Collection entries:
.....

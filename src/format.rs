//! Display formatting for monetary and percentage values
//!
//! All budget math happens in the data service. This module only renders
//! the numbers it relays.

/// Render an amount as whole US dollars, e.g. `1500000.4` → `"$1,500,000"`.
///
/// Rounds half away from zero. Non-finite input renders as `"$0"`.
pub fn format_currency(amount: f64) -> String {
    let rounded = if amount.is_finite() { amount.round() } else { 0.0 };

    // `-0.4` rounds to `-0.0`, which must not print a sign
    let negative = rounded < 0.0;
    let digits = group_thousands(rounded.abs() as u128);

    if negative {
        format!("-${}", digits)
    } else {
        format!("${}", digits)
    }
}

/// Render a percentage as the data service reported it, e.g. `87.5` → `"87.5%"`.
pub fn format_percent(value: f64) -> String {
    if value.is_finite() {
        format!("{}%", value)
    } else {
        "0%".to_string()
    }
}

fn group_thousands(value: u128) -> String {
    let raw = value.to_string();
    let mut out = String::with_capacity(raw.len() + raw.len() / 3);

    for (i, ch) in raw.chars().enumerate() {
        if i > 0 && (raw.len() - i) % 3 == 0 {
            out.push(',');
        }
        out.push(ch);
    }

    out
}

.....

Assignment ▸
Take the stretch of lines above from the one containing "Rounds half away" through the one containing "let negative = rounded < 0.0;" and repeat it exactly, adding no other line.

Answer to this problem ▸
/// Rounds half away from zero. Non-finite input renders as `"$0"`.
pub fn format_currency(amount: f64) -> String {
    let rounded = if amount.is_finite() { amount.round() } else { 0.0 };

    // `-0.4` rounds to `-0.0`, which must not print a sign
    let negative = rounded < 0.0;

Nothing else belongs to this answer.